Product manufacturing and product phenotype. (A) Manufacturing schema of PLAT-02–formulated CD19 CAR products. (B) Flow cytometric phenotype of input apheresis T cells and final products (FPs). (C) Frequency of transgene-expressing T cells in formulated CD4 and CD8 products based on EGFRt flow cytometric enumeration. (D) EGFRt transgene expression levels of formulated products based on mean fluorescence intensity (MFI). PBMC, peripheral blood mononuclear cell; SP, starting products.

Figure 2.

Magnitude and duration of functional CD19 CAR engraftment. (A) Representative engraftment and detection of CD19 CAR+/EGFRt+ T cells in peripheral blood (PB), bone marrow (BM), and cerebrospinal fluid (CSF) 21 days after infusion. (B) Representative functional activity of CD19 CAR product as measured by clearance of B cells (leukemic and normal) in PB, BM, and CSF. (C) Magnitude and duration of CAR engraftment by flow cytometric quantitation of EGFRt+CD3+ T cells. (D) Durability of functional CD19 CAR engraftment in treated patients based on BCA. Flu/cy, fludarabine and cyclophosphamide.

Figure 3.

Antileukemia response durability.
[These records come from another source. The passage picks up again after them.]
mod address;
mod client;
mod config;
mod error;
mod events;
mod state;

pub use address::ServerAddress;
pub use client::NetworkSession;
pub use config::ClientConfig;
pub use error::SessionError;
pub use events::{Inbound, SessionEvent};
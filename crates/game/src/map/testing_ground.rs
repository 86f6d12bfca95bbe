use super::{ArenaMap, Obstacle};

/// Built-in arena used by the headless client and the tests when no level
/// loader is attached.
pub struct TestingGround;

impl TestingGround {
    pub const WIDTH: f32 = 1600.0;
    pub const HEIGHT: f32 = 1200.0;

    pub fn build() -> ArenaMap {
        let mut obstacles = Vec::new();

        Self::add_center_block(&mut obstacles);
        Self::add_corner_cover(&mut obstacles);
        Self::add_lane_walls(&mut obstacles);

        ArenaMap::new(Self::WIDTH, Self::HEIGHT, obstacles)
    }

    fn add_center_block(obstacles: &mut Vec<Obstacle>) {
        obstacles.push(Obstacle::new(720.0, 520.0, 160.0, 160.0));
    }

    fn add_corner_cover(obstacles: &mut Vec<Obstacle>) {
        obstacles.push(Obstacle::new(260.0, 220.0, 120.0, 40.0));
        obstacles.push(Obstacle::new(1220.0, 220.0, 120.0, 40.0));
        obstacles.push(Obstacle::new(260.0, 940.0, 120.0, 40.0));
        obstacles.push(Obstacle::new(1220.0, 940.0, 120.0, 40.0));
    }

    fn add_lane_walls(obstacles: &mut Vec<Obstacle>) {
        obstacles.push(Obstacle::new(500.0, 380.0, 32.0, 440.0));
        obstacles.push(Obstacle::new(1068.0, 380.0, 32.0, 440.0));
    }
}

#[cfg(test)]
mod tests {
    use super::*;

    #[test]
    fn obstacles_fit_inside_bounds() {
        let map = TestingGround::build();
        assert!(!map.obstacles().is_empty());
        for obstacle in map.obstacles() {
            assert!(obstacle.rect.x >= 0.0 && obstacle.rect.y >= 0.0);
            assert!(obstacle.rect.max().x <= map.width());
            assert!(obstacle.rect.max().y <= map.height());
        }
    }
}
/// Fixed-rate accumulator. The arena uses it to pace state publishing, the
/// headless client to pace its frames.
#[derive(Debug, Clone)]
pub struct FixedTimestep {
    dt: f32,
    accumulator: f32,
}

impl FixedTimestep {
    pub fn new(tick_rate: u32) -> Self {
        Self {
            dt: 1.0 / tick_rate.max(1) as f32,
            accumulator: 0.0,
        }
    }

    pub fn dt(&self) -> f32 {
        self.dt
    }

    pub fn accumulate(&mut self, delta: f32) {
        self.accumulator += delta.min(0.25);
    }

    pub fn consume_tick(&mut self) -> bool {
        if self.accumulator >= self.dt {
            self.accumulator -= self.dt;
            true
        } else {
            false
        }
    }

    /// Consumes every pending tick and reports whether there was at least one.
    pub fn consume_all(&mut self) -> bool {
        let mut ticked = false;
        while self.consume_tick() {
            ticked = true;
        }
        ticked
    }

    pub fn reset(&mut self) {
        self.accumulator = 0.0;
    }
}

#[cfg(test)]
mod tests {
    use super::*;

    #[test]
    fn accumulates_whole_ticks() {
        let mut step = FixedTimestep::new(20);
        step.accumulate(0.03);
        assert!(!step.consume_tick());
        step.accumulate(0.03);
        assert!(step.consume_tick());
        assert!(!step.consume_tick());
    }

    #[test]
    fn spiral_clamped() {
        let mut step = FixedTimestep::new(8);
        step.accumulate(10.0);
        let mut ticks = 0;
        while step.consume_tick() {
            ticks += 1;
        }
        assert_eq!(ticks, 2);
    }

    #[test]
    fn consume_all_drains() {
        let mut step = FixedTimestep::new(10);
        step.accumulate(0.25);
        assert!(step.consume_all());
        assert!(!step.consume_tick());
        assert!(!step.consume_all());
    }
}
Kaplan-Meier curves of (A) EFS and (B) OS. (C) Waterfall plot of individual research participant remission duration, BCA duration, and timing of allogeneic (allo) HSCT and/or relapse. (D) Effect of CD19 burden on BCA durability. (E) Effect of flu as component of lymphodepletion regimen on BCA durability.

Figure 4.

Severity of cytokine release syndrome and neurotoxicity. (A) Severity of CRS in treated patients as a function of cell dose, disease burden, CD19 burden, and lymphodepletion regimen. (B) Severity of neurotoxicity based on parameters described in (A) as well as severity of CRS.